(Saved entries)

▽

use super::RunLocator;
use crate::domain::{ReductionError, ReductionResult};
use globset::{GlobBuilder, GlobMatcher};
use std::fs;
use std::path::{Path, PathBuf};
use tracing::{debug, warn};

pub const DEFAULT_RUN_PREFIX: &str = "EVS";
pub const DEFAULT_RUN_EXTENSION: &str = "json";

/// Finds `<prefix><digits>.<extension>` files (case-insensitive) in an ordered
/// list of directories. Leading zeros in the digits are ignored.
#[derive(Debug, Clone, PartialEq, Eq)]
pub struct DirectoryRunLocator {
    search_dirs: Vec<PathBuf>,
    prefix: String,
    extension: String,
}

impl DirectoryRunLocator {
    pub fn new(search_dirs: Vec<PathBuf>) -> Self {
        Self {
            search_dirs,
            prefix: DEFAULT_RUN_PREFIX.to_string(),
            extension: DEFAULT_RUN_EXTENSION.to_string(),
        }
    }

    pub fn with_prefix(mut self, prefix: impl Into<String>) -> Self {
        self.prefix = prefix.into();
        self
    }

    pub fn with_extension(mut self, extension: impl Into<String>) -> Self {
        self.extension = extension.into().trim_start_matches('.').to_string();
        self
    }

    pub fn search_dirs(&self) -> &[PathBuf] {
        &self.search_dirs
    }

    fn matcher(&self) -> ReductionResult<GlobMatcher> {
        let pattern = format!("{}*.{}", self.prefix, self.extension);
        GlobBuilder::new(&pattern)
            .case_insensitive(true)
            .literal_separator(true)
            .build()
            .map(|glob| glob.compile_matcher())
            .map_err(|source| {
                ReductionError::input_validation(
                    "INPUT.RUN_PATTERN",
                    format!("invalid run file pattern '{}': {}", pattern, source),
                )
            })
    }

    fn run_number(&self, path: &Path) -> Option<u32> {
        let stem = path.file_stem()?.to_str()?;
        let head = stem.get(..self.prefix.len())?;
        if !head.eq_ignore_ascii_case(&self.prefix) {
            return None;
        }
        let digits = &stem[self.prefix.len()..];
        if digits.is_empty() || !digits.bytes().all(|byte| byte.is_ascii_digit()) {
            return None;
        }
        digits.parse().ok()
    }

    fn candidates(&self, directory: &Path, matcher: &GlobMatcher) -> Vec<PathBuf> {
        let entries = match fs::read_dir(directory) {
            Ok(entries) => entries,
            Err(source) => {
                warn!(
                    directory = %directory.display(),
                    error = %source,
                    "skipping unreadable run directory"
                );
                return Vec::new();
            }
        };

        let mut paths = entries
            .filter_map(Result::ok)
            .map(|entry| entry.path())
            .filter(|path| path.is_file())
            .filter(|path| path.file_name().is_some_and(|name| matcher.is_match(name)))
            .collect::<Vec<_>>();
        paths.sort();
        paths
    }
}

impl RunLocator for DirectoryRunLocator {
    fn locate(&self, run: u32) -> ReductionResult<PathBuf> {
        let matcher = self.matcher()?;
        for directory in &self.search_dirs {
            let found = self
                .candidates(directory, &matcher)
                .into_iter()
                .find(|path| self.run_number(path) == Some(run));
            if let Some(path) = found {
                debug!(run, path = %path.display(), "located run file");
                return Ok(path);
            }
        }

        let searched = self
            .search_dirs
            .iter()
            .map(|directory| format!("'{}'", directory.display()))
            .collect::<Vec<_>>()
            .join(", ");
        Err(ReductionError::io_system(
            "IO.RUN_NOT_FOUND",
            format!(
                "run {} ({}{}.{}) was not found in [{}]",
                run, self.prefix, run, self.extension, searched
            ),
        ))
    }
}
//! Foil-state differencing of Vesuvio runs.
//!
//! [`VesuvioReduction`] drives a full reduction: every requested run is
//! located, then loaded and summed, and the summed period group is passed
//! through [`difference_foil_states`].

mod differencing;
mod period;

pub use differencing::{
    FoilAccumulators, IntensityMap, clone_accumulators, cross_normalise, difference,
    difference_foil_states, integrate_intensities, normalise_by_bin_width, normalise_by_monitor,
    sum_periods,
};
pub use period::{PeriodManager, PeriodMapping};

use crate::common::ReductionConfig;
use crate::domain::{ReductionRequest, ReductionResult};
use crate::runs::{RunLoader, RunLocator, sum_runs};
use crate::workspace::Workspace;
use std::path::PathBuf;
use tracing::info;

#[derive(Debug, Clone)]
pub struct VesuvioReduction<L, R> {
    locator: L,
    loader: R,
    config: ReductionConfig,
}

impl<L: RunLocator, R: RunLoader> VesuvioReduction<L, R> {
    pub fn new(locator: L, loader: R) -> Self {
        Self::with_config(locator, loader, ReductionConfig::default())
    }

    pub fn with_config(locator: L, loader: R, config: ReductionConfig) -> Self {
        Self {
            locator,
            loader,
            config,
        }
    }

    pub fn config(&self) -> &ReductionConfig {
        &self.config
    }

    /// Runs the reduction; either the differenced workspace is returned or
    /// nothing is.
    pub fn execute(&self, request: &ReductionRequest) -> ReductionResult<Workspace> {
        self.config.validate()?;

        let paths = request
            .runs
            .iter()
            .map(|run| self.locator.locate(run))
            .collect::<ReductionResult<Vec<PathBuf>>>()?;
        info!(runs = %request.runs, files = paths.len(), "located runs");

        let loaded = paths
            .iter()
            .map(|path| {
                self.loader
                    .load(path, &request.spectra, self.config.tof_window)
            })
            .collect::<ReductionResult<Vec<_>>>()?;
        let summed = sum_runs(loaded, &format!("__summed_{}", request.runs))?;

        difference_foil_states(
            summed,
            &request.spectra,
            request.beta,
            &self.config,
            &request.output_name,
        )
    }
}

△

== Exercise ==
Show each line in the entries that holds the string "impl".

== Reply to the task ==
impl DirectoryRunLocator {
    pub fn with_prefix(mut self, prefix: impl Into<String>) -> Self {
    pub fn with_extension(mut self, extension: impl Into<String>) -> Self {
impl RunLocator for DirectoryRunLocator {
impl<L: RunLocator, R: RunLoader> VesuvioReduction<L, R> {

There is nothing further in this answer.